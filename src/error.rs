use crate::dialect::Dialect;

pub type Result<T, E = Error> = std::result::Result<T, E>;

#[derive(Debug, thiserror::Error)]
pub enum Error {
    /// A query expected at least one row and got none
    #[error("no result")]
    NoResult,

    /// The handle has no driver attached
    #[error("no executor attached to this handle")]
    NoExecutor,

    #[error("a transaction is already running on this handle")]
    NestedTransaction,

    #[error("transaction is already committed or rolled back")]
    TransactionClosed,

    #[error("{feature} is not supported by {dialect}")]
    Unsupported {
        feature: &'static str,
        dialect: Dialect,
    },

    /// Ordering by a name that is not one of the selections
    #[error("unknown selection `{0}`")]
    UnknownSelection(String),

    #[error("insert query has no rows")]
    EmptyInsert,

    #[error("update query sets no columns")]
    EmptyUpdate,

    #[error("compile error: {0}")]
    Compile(String),

    #[error("decode error on column '{column}': {message}")]
    Decode { column: String, message: String },

    #[error("driver error: {0}")]
    Driver(String),

    #[error("configuration error: {0}")]
    Config(String),

    #[cfg(any(feature = "postgres", feature = "mysql", feature = "sqlite"))]
    #[error("sqlx error: {0}")]
    Sqlx(#[from] sqlx::Error),
}

impl Error {
    pub fn decode(column: impl Into<String>, message: impl Into<String>) -> Self {
        Self::Decode {
            column: column.into(),
            message: message.into(),
        }
    }

    pub fn driver(message: impl Into<String>) -> Self {
        Self::Driver(message.into())
    }

    pub fn is_no_result(&self) -> bool {
        matches!(self, Self::NoResult)
    }
}
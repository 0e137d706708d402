use async_trait::async_trait;
use sqlx::{
    Any, AnyPool, Arguments, Column as _, Row as _, ValueRef as _,
    any::{AnyArguments, AnyPoolOptions, AnyRow},
    pool::PoolConnection,
};

use crate::{
    config::ConnectionConfig,
    dialect::Dialect,
    error::{Error, Result},
    query::{CompiledQuery, QueryKind},
    row::Row,
    value::Value,
};

use super::{DatabaseConnection, Driver, QueryResult};

/// Driver backed by a sqlx `Any` pool. The dialect follows the scheme of
/// the connection url.
///
/// The `Any` driver only knows integers, floats, text, blobs and booleans.
/// Dates, times and uuids are bound as text, so Postgres needs an explicit
/// cast (`sql::<Uuid>("?::uuid").bind(id)`) for `uuid` and `timestamptz` columns.
#[derive(Debug, Clone)]
pub struct SqlxDriver {
    pool: AnyPool,
    dialect: Dialect,
}

impl SqlxDriver {
    pub async fn connect(config: &ConnectionConfig) -> Result<Self> {
        let dialect = Dialect::from_url(&config.url)
            .ok_or_else(|| Error::Config(format!("unsupported database url `{}`", config.url)))?;
        sqlx::any::install_default_drivers();
        let pool = AnyPoolOptions::new()
            .max_connections(config.max_connections)
            .min_connections(config.min_connections)
            .acquire_timeout(config.acquire_timeout)
            .connect(&config.url)
            .await?;
        tracing::debug!(target: "strata.driver", %dialect, max_connections = config.max_connections, "pool connected");
        Ok(Self { pool, dialect })
    }

    pub fn from_pool(pool: AnyPool, dialect: Dialect) -> Self {
        Self { pool, dialect }
    }

    pub fn pool(&self) -> &AnyPool {
        &self.pool
    }
}

#[async_trait]
impl Driver for SqlxDriver {
    fn dialect(&self) -> Dialect {
        self.dialect
    }

    async fn acquire_connection(&self) -> Result<Box<dyn DatabaseConnection>> {
        let connection = self.pool.acquire().await?;
        Ok(Box::new(SqlxConnection { connection }))
    }

    async fn destroy(&self) -> Result<()> {
        self.pool.close().await;
        Ok(())
    }
}

struct SqlxConnection {
    connection: PoolConnection<Any>,
}

#[async_trait]
impl DatabaseConnection for SqlxConnection {
    async fn execute_query(&mut self, query: &CompiledQuery) -> Result<QueryResult> {
        let arguments = bind_arguments(&query.parameters)?;
        let statement = sqlx::query_with(&query.sql, arguments);
        match query.kind {
            QueryKind::Select | QueryKind::Raw => {
                let rows = statement.fetch_all(&mut *self.connection).await?;
                let rows = rows.iter().map(decode_row).collect::<Result<Vec<_>>>()?;
                Ok(QueryResult::with_rows(rows))
            }
            QueryKind::Insert | QueryKind::Update | QueryKind::Delete => {
                let done = statement.execute(&mut *self.connection).await?;
                Ok(QueryResult {
                    rows: Vec::new(),
                    num_affected_rows: Some(done.rows_affected()),
                    insert_id: done.last_insert_id(),
                })
            }
        }
    }
}

fn bind_arguments(parameters: &[Value]) -> Result<AnyArguments<'static>> {
    let mut arguments = AnyArguments::default();
    for value in parameters {
        let added = match value.clone() {
            Value::Null => arguments.add(Option::<String>::None),
            Value::Bool(value) => arguments.add(value),
            Value::I16(value) => arguments.add(value),
            Value::I32(value) => arguments.add(value),
            Value::I64(value) => arguments.add(value),
            Value::F32(value) => arguments.add(value),
            Value::F64(value) => arguments.add(value),
            Value::String(value) => arguments.add(value),
            Value::Bytes(value) => arguments.add(value),
        };
        added.map_err(|err| Error::driver(format!("cannot bind parameter: {err}")))?;
    }
    Ok(arguments)
}

fn decode_row(row: &AnyRow) -> Result<Row> {
    let mut out = Row::new();
    for column in row.columns() {
        let index = column.ordinal();
        let name = column.name();
        let raw = row.try_get_raw(index)?;
        let value = if raw.is_null() {
            Value::Null
        } else if let Ok(value) = row.try_get::<i64, _>(index) {
            Value::I64(value)
        } else if let Ok(value) = row.try_get::<f64, _>(index) {
            Value::F64(value)
        } else if let Ok(value) = row.try_get::<String, _>(index) {
            Value::String(value)
        } else if let Ok(value) = row.try_get::<bool, _>(index) {
            Value::Bool(value)
        } else if let Ok(value) = row.try_get::<Vec<u8>, _>(index) {
            Value::Bytes(value)
        } else {
            return Err(Error::decode(name, "unsupported column type"));
        };
        out.insert(name, value);
    }
    Ok(out)
}
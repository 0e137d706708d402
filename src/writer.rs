use std::fmt::{self, Write};

use crate::{dialect::Dialect, error::Error, ident::Ident, value::Value};

pub(crate) trait FormatWriter {
    fn format_writer<W: Write>(&self, context: &mut FormatContext<'_, W>) -> fmt::Result;
}

/// Tables visible to the query being written, used to qualify columns.
#[derive(Debug, Default)]
pub(crate) struct TableScope {
    tables: Vec<(&'static str, Option<Ident>)>,
    qualify: bool,
}

impl TableScope {
    pub(crate) fn new<I>(tables: I) -> Self
    where
        I: IntoIterator<Item = (&'static str, Option<Ident>)>,
    {
        let tables: Vec<_> = tables.into_iter().collect();
        let qualify = tables.len() > 1 || tables.iter().any(|(_, alias)| alias.is_some());
        Self { tables, qualify }
    }
}

pub(crate) struct FormatContext<'a, W: Write> {
    pub(crate) writer: &'a mut W,
    pub(crate) dialect: Dialect,
    pub(crate) placeholder: usize,
    pub(crate) params: Vec<Value>,
    scopes: Vec<TableScope>,
    failure: Option<Error>,
}

impl<'a, W: Write> FormatContext<'a, W> {
    pub fn new(writer: &'a mut W, dialect: Dialect) -> Self {
        Self {
            writer,
            dialect,
            placeholder: 0,
            params: Vec::new(),
            scopes: Vec::new(),
            failure: None,
        }
    }

    pub(crate) fn write_table(&mut self, ident: &str) -> fmt::Result {
        for (i, part) in ident.split('.').enumerate() {
            if i > 0 {
                self.writer.write_char('.')?;
            }
            self.write_ident(part)?;
        }
        Ok(())
    }

    pub(crate) fn write_ident(&mut self, part: &str) -> fmt::Result {
        if part == "*" {
            return self.writer.write_char('*');
        }

        let quote = match self.dialect {
            Dialect::Postgres | Dialect::Sqlite => '"',
            Dialect::MySql => '`',
        };
        self.writer.write_char(quote)?;
        // duplicate the quote if present
        let dbl = if quote == '"' { "\"\"" } else { "``" };

        let mut last = 0;
        for (index, char) in part.char_indices() {
            if char == quote {
                if index != last {
                    self.writer.write_str(&part[last..index])?;
                }
                self.writer.write_str(dbl)?;
                last = index + char.len_utf8();
            }
        }

        // write trailing slice
        if last < part.len() {
            self.writer.write_str(&part[last..])?;
        }

        self.writer.write_char(quote)?;
        Ok(())
    }

    pub(crate) fn write_alias(&mut self, alias: Option<&Ident>) -> fmt::Result {
        if let Some(alias) = alias {
            self.writer.write_str(" as ")?;
            self.write_ident(alias.as_str())?;
        }
        Ok(())
    }

    pub(crate) fn write_placeholder(&mut self) -> fmt::Result {
        self.placeholder += 1;
        match self.dialect {
            Dialect::Postgres => write!(self.writer, "${}", self.placeholder),
            Dialect::Sqlite => write!(self.writer, "?{}", self.placeholder),
            Dialect::MySql => self.writer.write_char('?'),
        }
    }

    pub(crate) fn write_param(&mut self, value: &Value) -> fmt::Result {
        self.params.push(value.clone());
        self.write_placeholder()
    }

    pub(crate) fn push_scope(&mut self, scope: TableScope) {
        self.scopes.push(scope);
    }

    pub(crate) fn pop_scope(&mut self) {
        self.scopes.pop();
    }

    /// Write a column reference, qualified by its table or alias unless the
    /// innermost query reads from that single table only.
    pub(crate) fn write_column(&mut self, table: &'static str, column: &str) -> fmt::Result {
        let mut qualifier: Option<Ident> = Some(Ident::new_static(table));
        for (depth, scope) in self.scopes.iter().rev().enumerate() {
            if let Some((_, alias)) = scope.tables.iter().find(|(name, _)| *name == table) {
                qualifier = match alias {
                    Some(alias) => Some(alias.clone()),
                    // outer tables are always qualified inside a subquery
                    None if scope.qualify || depth > 0 => Some(Ident::new_static(table)),
                    None => None,
                };
                break;
            }
        }
        if let Some(qualifier) = qualifier {
            self.write_ident(qualifier.as_str())?;
            self.writer.write_char('.')?;
        }
        self.write_ident(column)
    }

    /// Record why formatting stopped. Returned error aborts the writer.
    pub(crate) fn fail(&mut self, error: Error) -> fmt::Error {
        self.failure = Some(error);
        fmt::Error
    }

    pub(crate) fn take_failure(&mut self) -> Option<Error> {
        self.failure.take()
    }
}

impl<T: FormatWriter> FormatWriter for Box<T> {
    fn format_writer<W: Write>(&self, context: &mut FormatContext<'_, W>) -> fmt::Result {
        (**self).format_writer(context)
    }
}

#[cfg(test)]
mod tests {
    use super::*;

    fn column(scopes: Vec<TableScope>, table: &'static str) -> String {
        let mut out = String::new();
        let mut context = FormatContext::new(&mut out, Dialect::Postgres);
        for scope in scopes {
            context.push_scope(scope);
        }
        context.write_column(table, "id").unwrap();
        out
    }

    #[test]
    fn test_column_single_table() {
        let scope = TableScope::new([("person", None)]);
        assert_eq!("\"id\"", column(vec![scope], "person"));
    }

    #[test]
    fn test_column_aliased_table() {
        let scope = TableScope::new([("pet", Some(Ident::new_static("p")))]);
        assert_eq!("\"p\".\"id\"", column(vec![scope], "pet"));
    }

    #[test]
    fn test_column_joined_tables() {
        let scope = TableScope::new([("person", None), ("pet", None)]);
        assert_eq!("\"pet\".\"id\"", column(vec![scope], "pet"));
    }

    #[test]
    fn test_column_outer_scope() {
        let outer = TableScope::new([("person", Some(Ident::new_static("p")))]);
        let inner = TableScope::new([("pet", None)]);
        assert_eq!("\"p\".\"id\"", column(vec![outer, inner], "person"));
    }

    #[test]
    fn test_column_unknown_table() {
        assert_eq!("\"movie\".\"id\"", column(Vec::new(), "movie"));
    }

    #[test]
    fn test_placeholders() {
        let mut out = String::new();
        let mut context = FormatContext::new(&mut out, Dialect::Sqlite);
        context.write_param(&Value::I32(1)).unwrap();
        context.write_param(&Value::Null).unwrap();
        assert_eq!(2, context.params.len());
        assert_eq!("?1?2", out);

        let mut out = String::new();
        let mut context = FormatContext::new(&mut out, Dialect::MySql);
        context.write_param(&Value::I32(1)).unwrap();
        context.write_param(&Value::I32(2)).unwrap();
        assert_eq!("??", out);
    }
}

## TASK TO COMPLETE
Using the records above, write out exactly the lines between the one holding "self.writer.write_str(dbl)?;" and the one holding "qualifier = match", inclusive; leave everything else out.

## THE ANSWER
                self.writer.write_str(dbl)?;
                last = index + char.len_utf8();
            }
        }

        // write trailing slice
        if last < part.len() {
            self.writer.write_str(&part[last..])?;
        }

        self.writer.write_char(quote)?;
        Ok(())
    }

    pub(crate) fn write_alias(&mut self, alias: Option<&Ident>) -> fmt::Result {
        if let Some(alias) = alias {
            self.writer.write_str(" as ")?;
            self.write_ident(alias.as_str())?;
        }
        Ok(())
    }

    pub(crate) fn write_placeholder(&mut self) -> fmt::Result {
        self.placeholder += 1;
        match self.dialect {
            Dialect::Postgres => write!(self.writer, "${}", self.placeholder),
            Dialect::Sqlite => write!(self.writer, "?{}", self.placeholder),
            Dialect::MySql => self.writer.write_char('?'),
        }
    }

    pub(crate) fn write_param(&mut self, value: &Value) -> fmt::Result {
        self.params.push(value.clone());
        self.write_placeholder()
    }

    pub(crate) fn push_scope(&mut self, scope: TableScope) {
        self.scopes.push(scope);
    }

    pub(crate) fn pop_scope(&mut self) {
        self.scopes.pop();
    }

    /// Write a column reference, qualified by its table or alias unless the
    /// innermost query reads from that single table only.
    pub(crate) fn write_column(&mut self, table: &'static str, column: &str) -> fmt::Result {
        let mut qualifier: Option<Ident> = Some(Ident::new_static(table));
        for (depth, scope) in self.scopes.iter().rev().enumerate() {
            if let Some((_, alias)) = scope.tables.iter().find(|(name, _)| *name == table) {
                qualifier = match alias {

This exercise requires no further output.